Bernard Kleynhoff, Président de la CCI Nice Côte d’Azur : «Qu’importe si c’est Air France, Emirates ou Qatar qui le fait, mais il faut ouvrir Nice sur le Monde»

Porter un regard au-delà de l’Europe, voilà résumée en quelques mots l’initiative de la CCI Nice Côte d’Azur et de son aéroport, le second en France avec plus de 11 millions de passagers. Pour Bernard Kleynhoff, le patron de la CCI Nice Côte d'Azur, «Il est temps de ne plus limiter le transport aérien à Paris. Nous devons aussi avoir des lignes directes ouvertes sur le monde».

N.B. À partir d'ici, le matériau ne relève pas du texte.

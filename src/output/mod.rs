// syn-kick -- a 909-style kick drum synthesizer
// Copyright (C) 2020  Fabian Thorand
//
// This program is free software: you can redistribute it and/or modify
// it under the terms of the GNU General Public License as published by
// the Free Software Foundation.
//
// A copy of the license can be found in the LICENSE file in the root of
// this repository.

//! Destinations for rendered audio.

pub mod wav;

use std::fmt;
use std::fs::File;
use std::io::{self, BufWriter};
use std::path::{Path, PathBuf};

use snafu::{ResultExt, Snafu};

/// Where the encoded audio goes.
#[derive(Debug, Clone, Copy, PartialEq, Eq)]
pub enum Target<'a> {
    Stdout,
    File(&'a Path),
}

impl<'a> Target<'a> {
    /// A file if a path is given, standard output otherwise.
    pub fn from_path(path: Option<&'a Path>) -> Self {
        match path {
            None => Target::Stdout,
            Some(path) => Target::File(path),
        }
    }
}

impl fmt::Display for Target<'_> {
    fn fmt(&self, f: &mut fmt::Formatter) -> fmt::Result {
        match self {
            Target::Stdout => write!(f, "<stdout>"),
            Target::File(path) => write!(f, "{}", path.display()),
        }
    }
}

#[derive(Debug, Snafu)]
pub enum OutputError {
    #[snafu(display("Failed to open {} for writing: {}", path.display(), source))]
    Create { path: PathBuf, source: io::Error },
    #[snafu(display("Failed to flush output: {}", source))]
    Flush { source: io::Error },
}

/// Open `target` and pass a buffered writer for it to `callback`.
///
/// The writer is flushed after the callback succeeded. If the callback fails, its
/// error is returned as is and nothing is cleaned up, so a file target may be left
/// partially written.
pub fn with_target<R, E, F>(target: Target, callback: F) -> Result<R, E>
where
    F: FnOnce(&mut dyn io::Write) -> Result<R, E>,
    E: From<OutputError>,
{
    match target {
        Target::Stdout => {
            let stdout = io::stdout();
            let mut writer = BufWriter::new(stdout.lock());
            run_and_flush(&mut writer, callback)
        }
        Target::File(path) => {
            let file = File::create(path).context(Create { path })?;
            let mut writer = BufWriter::new(file);
            run_and_flush(&mut writer, callback)
        }
    }
}

fn run_and_flush<W, R, E, F>(writer: &mut W, callback: F) -> Result<R, E>
where
    W: io::Write,
    F: FnOnce(&mut dyn io::Write) -> Result<R, E>,
    E: From<OutputError>,
{
    let result = callback(writer)?;
    writer.flush().context(Flush)?;
    Ok(result)
}

#[cfg(test)]
mod test {
    use super::*;

    #[derive(Debug)]
    enum TestError {
        Output(OutputError),
        Callback,
    }

    impl From<OutputError> for TestError {
        fn from(err: OutputError) -> Self {
            TestError::Output(err)
        }
    }

    fn temp_path(name: &str) -> PathBuf {
        std::env::temp_dir().join(format!("syn-kick-{}-{}", std::process::id(), name))
    }

    #[test]
    fn target_from_path() {
        assert_eq!(Target::from_path(None), Target::Stdout);
        let path = Path::new("kick.wav");
        assert_eq!(Target::from_path(Some(path)), Target::File(path));
        assert_eq!(Target::File(path).to_string(), "kick.wav");
        assert_eq!(Target::Stdout.to_string(), "<stdout>");
    }

    #[test]
    fn writes_and_flushes_file() {
        let path = temp_path("flush.bin");
        let written: Result<usize, TestError> = with_target(Target::File(&path), |out| {
            out.write_all(b"kick").map_err(|_| TestError::Callback)?;
            Ok(4)
        });
        assert_eq!(written.unwrap(), 4);
        assert_eq!(std::fs::read(&path).unwrap(), b"kick");
        std::fs::remove_file(&path).unwrap();
    }

    #[test]
    fn unopenable_file() {
        let path = temp_path("missing-dir").join("kick.wav");
        let result: Result<(), TestError> = with_target(Target::File(&path), |_| Ok(()));
        match result {
            Err(TestError::Output(OutputError::Create { path: failed, .. })) => {
                assert_eq!(failed, path)
            }
            other => panic!("unexpected result {:?}", other),
        }
    }

    /// Buffers everything in memory, but cannot flush.
    struct UnflushableSink(Vec<u8>);

    impl io::Write for UnflushableSink {
        fn write(&mut self, buf: &[u8]) -> io::Result<usize> {
            self.0.extend_from_slice(buf);
            Ok(buf.len())
        }

        fn flush(&mut self) -> io::Result<()> {
            Err(io::Error::new(io::ErrorKind::Other, "disk full"))
        }
    }

    #[test]
    fn flush_failure_is_reported() {
        let mut sink = UnflushableSink(vec![]);
        let result: Result<(), TestError> = run_and_flush(&mut sink, |out| {
            out.write_all(b"kick").map_err(|_| TestError::Callback)
        });
        assert!(matches!(
            result,
            Err(TestError::Output(OutputError::Flush { .. }))
        ));
        assert_eq!(sink.0, b"kick");
    }

    #[test]
    fn callback_error_is_passed_through() {
        let path = temp_path("callback.bin");
        let result: Result<(), TestError> =
            with_target(Target::File(&path), |_| Err(TestError::Callback));
        assert!(matches!(result, Err(TestError::Callback)));
        std::fs::remove_file(&path).unwrap();
    }
}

Pas de langue de bois pour Bernard Kleynhoff, Président de la CCI Nice Côte d’Azur: «Nous avons besoin d’un changement de cap et de simplification des autorisations pour améliorer la desserte de la Côte d’Azur au bénéfice de nos entreprises et nos emplois». Pour cet industriel niçois, patron de deux entreprises dans l’univers de la carrosserie et de la peinture, défendre le droit aux voyages qu’ils soient loisir ou business est une mission forte de la CCI: «Nous devons offrir toutes les opportunités qu’offre le transport aérien sans nous sentir bloqués par une législation restrictive».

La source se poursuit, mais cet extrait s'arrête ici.